Vaccination of children 12-15 against COVID-19 could begin within days in Texas
(KWTX) - The vaccination of children from 12- to 15-years-of-age could begin within days in Texas and the state is urging pediatric healthcare providers to enroll in the COVID-19 Vaccine Program.
The U.S. Food and Drug Administration Monday expanded the emergency use authorization for the Pfizer-BioNTech vaccine to included adolescents from 12 to 15.
The U.S. Centers for Disease Control and Prevention’s vaccine advisory committee meets Wednesday to review the vaccine for adolescents and is expected to approve the expansion.
“Today’s action allows for a younger population to be protected from COVID-19, bringing us closer to returning to a sense of normalcy and to ending the pandemic,” acting FDA Commissioner Dr. Janet Woodcock said Monday.
“Parents and guardians can rest assured that the agency undertook a rigorous and thorough review of all available data, as we have with all of our COVID-19 vaccine emergency use authorizations.”
Last week, in anticipation of the expansion of the emergency use authorization, the Texas Department of State Health Services sent a letter to more than 3,000 pediatric providers enrolled in the Texas Vaccines for Children Program as well as to the Texas Medical Association, Texas Pediatric Society and other provider groups inviting them to enroll in the COVID-19 Vaccine Program.
“Vaccinating adolescents will bring us closer to ending the pandemic and getting back to normal,” DSHS Commissioner Dr. John Hellerstedt said.

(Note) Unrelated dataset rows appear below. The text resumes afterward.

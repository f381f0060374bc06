//! Sync run phase machine.
//!
//! A run moves `Init → Fetching → Processing → Applying → Finalizing → Done`,
//! one step at a time and never backwards. `Failed` is reachable from any
//! non-terminal phase. The orchestrator in `fed-sync` performs the I/O and
//! reports progress here; this type only guards the transitions and keeps
//! the counters honest.

use fed_types::{Cursor, SyncDirection};
use std::fmt;
use thiserror::Error;

/// Phase of a sync run.
#[derive(Debug, Clone, Copy, PartialEq, Eq, PartialOrd, Ord, Hash)]
pub enum SyncPhase {
    /// Created, nothing sent yet.
    Init,
    /// Pulling and verifying pages, selecting local items.
    Fetching,
    /// Planning resolutions and packaging outgoing pages.
    Processing,
    /// Writing received content and sending outgoing pages.
    Applying,
    /// Persisting cursors, counters and the trust outcome.
    Finalizing,
    /// Completed successfully. Terminal.
    Done,
    /// Aborted. Terminal.
    Failed,
}

impl SyncPhase {
    /// The phase that follows on success, if any.
    pub fn next(&self) -> Option<SyncPhase> {
        match self {
            SyncPhase::Init => Some(SyncPhase::Fetching),
            SyncPhase::Fetching => Some(SyncPhase::Processing),
            SyncPhase::Processing => Some(SyncPhase::Applying),
            SyncPhase::Applying => Some(SyncPhase::Finalizing),
            SyncPhase::Finalizing => Some(SyncPhase::Done),
            SyncPhase::Done | SyncPhase::Failed => None,
        }
    }

    /// Whether no further transitions are possible.
    pub fn is_terminal(&self) -> bool {
        matches!(self, SyncPhase::Done | SyncPhase::Failed)
    }

    /// Lower-case name.
    pub fn as_str(&self) -> &'static str {
        match self {
            SyncPhase::Init => "init",
            SyncPhase::Fetching => "fetching",
            SyncPhase::Processing => "processing",
            SyncPhase::Applying => "applying",
            SyncPhase::Finalizing => "finalizing",
            SyncPhase::Done => "done",
            SyncPhase::Failed => "failed",
        }
    }
}

impl fmt::Display for SyncPhase {
    fn fmt(&self, f: &mut fmt::Formatter<'_>) -> fmt::Result {
        f.write_str(self.as_str())
    }
}

/// Errors from illegal run operations.
#[derive(Debug, Clone, PartialEq, Eq, Error)]
pub enum RunError {
    /// Transition that is not the single forward step.
    #[error("invalid phase transition: {from} -> {to}")]
    InvalidTransition {
        /// Current phase
        from: SyncPhase,
        /// Requested phase
        to: SyncPhase,
    },

    /// Operation on a run that already finished.
    #[error("run already {0}")]
    Terminal(SyncPhase),

    /// Operation not allowed in the current phase.
    #[error("{operation} not allowed in phase {phase}")]
    WrongPhase {
        /// What was attempted
        operation: &'static str,
        /// Current phase
        phase: SyncPhase,
    },

    /// Page budget exhausted.
    #[error("iteration cap of {0} pages reached")]
    IterationCap(u32),
}

/// Item counters for one run.
#[derive(Debug, Clone, Copy, Default, PartialEq, Eq)]
pub struct RunCounts {
    /// Items created locally.
    pub created: u32,
    /// Items updated locally.
    pub updated: u32,
    /// Items skipped (unchanged, stale, kept local, or failed to apply).
    pub skipped: u32,
    /// Items where both sides changed since the checkpoint.
    pub conflicted: u32,
    /// Items and deletions handed to governance for review.
    pub pending_review: u32,
    /// Items sent to the peer and acknowledged.
    pub sent: u32,
}

impl RunCounts {
    /// Items written locally.
    pub fn received(&self) -> u32 {
        self.created + self.updated
    }
}

/// State of one synchronization attempt against one peer.
#[derive(Debug, Clone)]
pub struct SyncRun {
    direction: SyncDirection,
    phase: SyncPhase,
    pages: u32,
    max_pages: u32,
    truncated: bool,
    resume_cursor: Cursor,
    push_cursor: Cursor,
    counts: RunCounts,
    failure: Option<String>,
}

impl SyncRun {
    /// Start a run from the peer's committed cursors.
    pub fn new(
        direction: SyncDirection,
        resume_cursor: Cursor,
        push_cursor: Cursor,
        max_pages: u32,
    ) -> Self {
        Self {
            direction,
            phase: SyncPhase::Init,
            pages: 0,
            max_pages: max_pages.max(1),
            truncated: false,
            resume_cursor,
            push_cursor,
            counts: RunCounts::default(),
            failure: None,
        }
    }

    /// Direction of this run.
    pub fn direction(&self) -> SyncDirection {
        self.direction
    }

    /// Narrow the direction before fetching starts.
    pub fn restrict_direction(&mut self, direction: SyncDirection) -> Result<(), RunError> {
        if self.phase != SyncPhase::Init {
            return Err(RunError::WrongPhase {
                operation: "restrict_direction",
                phase: self.phase,
            });
        }
        self.direction = direction;
        Ok(())
    }

    /// Current phase.
    pub fn phase(&self) -> SyncPhase {
        self.phase
    }

    /// Pages fetched so far.
    pub fn pages(&self) -> u32 {
        self.pages
    }

    /// Configured page budget.
    pub fn max_pages(&self) -> u32 {
        self.max_pages
    }

    /// Whether the page budget ran out while the peer still claimed more.
    pub fn is_truncated(&self) -> bool {
        self.truncated
    }

    /// Pull cursor covering every fully applied page.
    pub fn resume_cursor(&self) -> Cursor {
        self.resume_cursor
    }

    /// Push cursor covering every acknowledged page.
    pub fn push_cursor(&self) -> Cursor {
        self.push_cursor
    }

    /// Item counters.
    pub fn counts(&self) -> &RunCounts {
        &self.counts
    }

    /// Mutable item counters.
    pub fn counts_mut(&mut self) -> &mut RunCounts {
        &mut self.counts
    }

    /// Failure reason, once failed.
    pub fn failure(&self) -> Option<&str> {
        self.failure.as_deref()
    }

    /// Move to `to`, which must be the next phase.
    pub fn advance(&mut self, to: SyncPhase) -> Result<(), RunError> {
        if self.phase.is_terminal() {
            return Err(RunError::Terminal(self.phase));
        }
        if to == SyncPhase::Failed || self.phase.next() != Some(to) {
            return Err(RunError::InvalidTransition {
                from: self.phase,
                to,
            });
        }
        self.phase = to;
        Ok(())
    }

    /// Mark the run failed. No-op once terminal.
    pub fn fail(&mut self, reason: impl Into<String>) {
        if self.phase.is_terminal() {
            return;
        }
        self.phase = SyncPhase::Failed;
        self.failure = Some(reason.into());
    }

    /// Claim budget for one more page.
    ///
    /// Fails with `IterationCap` once `max_pages` pages have been fetched.
    pub fn begin_page(&mut self) -> Result<u32, RunError> {
        if self.phase != SyncPhase::Fetching {
            return Err(RunError::WrongPhase {
                operation: "begin_page",
                phase: self.phase,
            });
        }
        if self.pages >= self.max_pages {
            self.truncated = true;
            return Err(RunError::IterationCap(self.max_pages));
        }
        self.pages += 1;
        Ok(self.pages)
    }

    /// Whether another page may still be fetched.
    pub fn has_page_budget(&self) -> bool {
        self.pages < self.max_pages
    }

    /// Record that the page budget ran out with pages still pending.
    pub fn mark_truncated(&mut self) -> RunError {
        self.truncated = true;
        RunError::IterationCap(self.max_pages)
    }

    /// Commit the pull cursor after a page is fully applied.
    ///
    /// Cursors only move forward.
    pub fn commit_pull_cursor(&mut self, cursor: Cursor) -> Result<(), RunError> {
        self.require_applying("commit_pull_cursor")?;
        if cursor > self.resume_cursor {
            self.resume_cursor = cursor;
        }
        Ok(())
    }

    /// Commit the push cursor after a page is acknowledged.
    pub fn commit_push_cursor(&mut self, cursor: Cursor) -> Result<(), RunError> {
        self.require_applying("commit_push_cursor")?;
        if cursor > self.push_cursor {
            self.push_cursor = cursor;
        }
        Ok(())
    }

    fn require_applying(&self, operation: &'static str) -> Result<(), RunError> {
        if self.phase != SyncPhase::Applying {
            return Err(RunError::WrongPhase {
                operation,
                phase: self.phase,
            });
        }
        Ok(())
    }
}

#[cfg(test)]
mod tests {
    use super::*;

    fn run() -> SyncRun {
        SyncRun::new(SyncDirection::Pull, Cursor::new(5), Cursor::zero(), 3)
    }

    #[test]
    fn phases_advance_in_order() {
        let mut run = run();
        for phase in [
            SyncPhase::Fetching,
            SyncPhase::Processing,
            SyncPhase::Applying,
            SyncPhase::Finalizing,
            SyncPhase::Done,
        ] {
            run.advance(phase).unwrap();
            assert_eq!(run.phase(), phase);
        }
        assert!(run.phase().is_terminal());
    }

    #[test]
    fn no_skipping_or_going_back() {
        let mut run = run();
        assert!(matches!(
            run.advance(SyncPhase::Applying),
            Err(RunError::InvalidTransition { .. })
        ));
        run.advance(SyncPhase::Fetching).unwrap();
        run.advance(SyncPhase::Processing).unwrap();
        assert!(matches!(
            run.advance(SyncPhase::Fetching),
            Err(RunError::InvalidTransition { .. })
        ));
    }

    #[test]
    fn failed_is_terminal() {
        let mut run = run();
        run.advance(SyncPhase::Fetching).unwrap();
        run.fail("bad signature");
        assert_eq!(run.phase(), SyncPhase::Failed);
        assert_eq!(run.failure(), Some("bad signature"));

        assert_eq!(
            run.advance(SyncPhase::Processing),
            Err(RunError::Terminal(SyncPhase::Failed))
        );
        run.fail("again");
        assert_eq!(run.failure(), Some("bad signature"));
    }

    #[test]
    fn advance_cannot_target_failed() {
        let mut run = run();
        assert!(run.advance(SyncPhase::Failed).is_err());
        assert_eq!(run.phase(), SyncPhase::Init);
    }

    #[test]
    fn page_budget_is_exact() {
        let mut run = run();
        run.advance(SyncPhase::Fetching).unwrap();
        assert_eq!(run.begin_page(), Ok(1));
        assert_eq!(run.begin_page(), Ok(2));
        assert_eq!(run.begin_page(), Ok(3));
        assert!(!run.has_page_budget());
        assert_eq!(run.begin_page(), Err(RunError::IterationCap(3)));
        assert_eq!(run.pages(), 3);
        assert!(run.is_truncated());
    }

    #[test]
    fn pages_only_during_fetching() {
        let mut run = run();
        assert!(matches!(run.begin_page(), Err(RunError::WrongPhase { .. })));
    }

    #[test]
    fn cursors_commit_only_while_applying_and_never_regress() {
        let mut run = run();
        assert!(run.commit_pull_cursor(Cursor::new(9)).is_err());

        run.advance(SyncPhase::Fetching).unwrap();
        run.advance(SyncPhase::Processing).unwrap();
        run.advance(SyncPhase::Applying).unwrap();

        run.commit_pull_cursor(Cursor::new(9)).unwrap();
        run.commit_pull_cursor(Cursor::new(7)).unwrap();
        assert_eq!(run.resume_cursor(), Cursor::new(9));

        run.commit_push_cursor(Cursor::new(4)).unwrap();
        assert_eq!(run.push_cursor(), Cursor::new(4));
    }

    #[test]
    fn failure_keeps_committed_cursor() {
        let mut run = run();
        run.advance(SyncPhase::Fetching).unwrap();
        run.advance(SyncPhase::Processing).unwrap();
        run.advance(SyncPhase::Applying).unwrap();
        run.commit_pull_cursor(Cursor::new(12)).unwrap();
        run.fail("timeout");
        assert_eq!(run.resume_cursor(), Cursor::new(12));
    }

    #[test]
    fn direction_narrowed_before_fetching_only() {
        let mut run = SyncRun::new(SyncDirection::Bidirectional, Cursor::zero(), Cursor::zero(), 10);
        run.restrict_direction(SyncDirection::Pull).unwrap();
        assert_eq!(run.direction(), SyncDirection::Pull);
        run.advance(SyncPhase::Fetching).unwrap();
        assert!(run.restrict_direction(SyncDirection::Push).is_err());
    }

    #[test]
    fn counts_accumulate() {
        let mut run = run();
        run.counts_mut().created += 2;
        run.counts_mut().updated += 1;
        assert_eq!(run.counts().received(), 3);
    }
}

“Starting the enrollment process now will enable pediatric providers to start vaccinating their patients soon after the FDA expands the Pfizer vaccine’s EUA.”
From March 1, 2020 through April 30 of this year, about 1.5 million COVID-19 cases have been reported to the CDC involving people from 11- to 17-years-of-age.
The FDA says the potential benefits of administering the vaccine to those from 12 to 15 outweigh potential risks.
“Having a vaccine authorized for a younger population is a critical step in continuing to lessen the immense public health burden caused by the COVID-19 pandemic,” said Dr. Peter Marks, director of the FDA’s Center for Biologics Evaluation and Research.
“With science guiding our evaluation and decision-making process, the FDA can assure the public and medical community that the available data meet our rigorous standards to support the emergency use of this vaccine in the adolescent population 12 years of age and older.”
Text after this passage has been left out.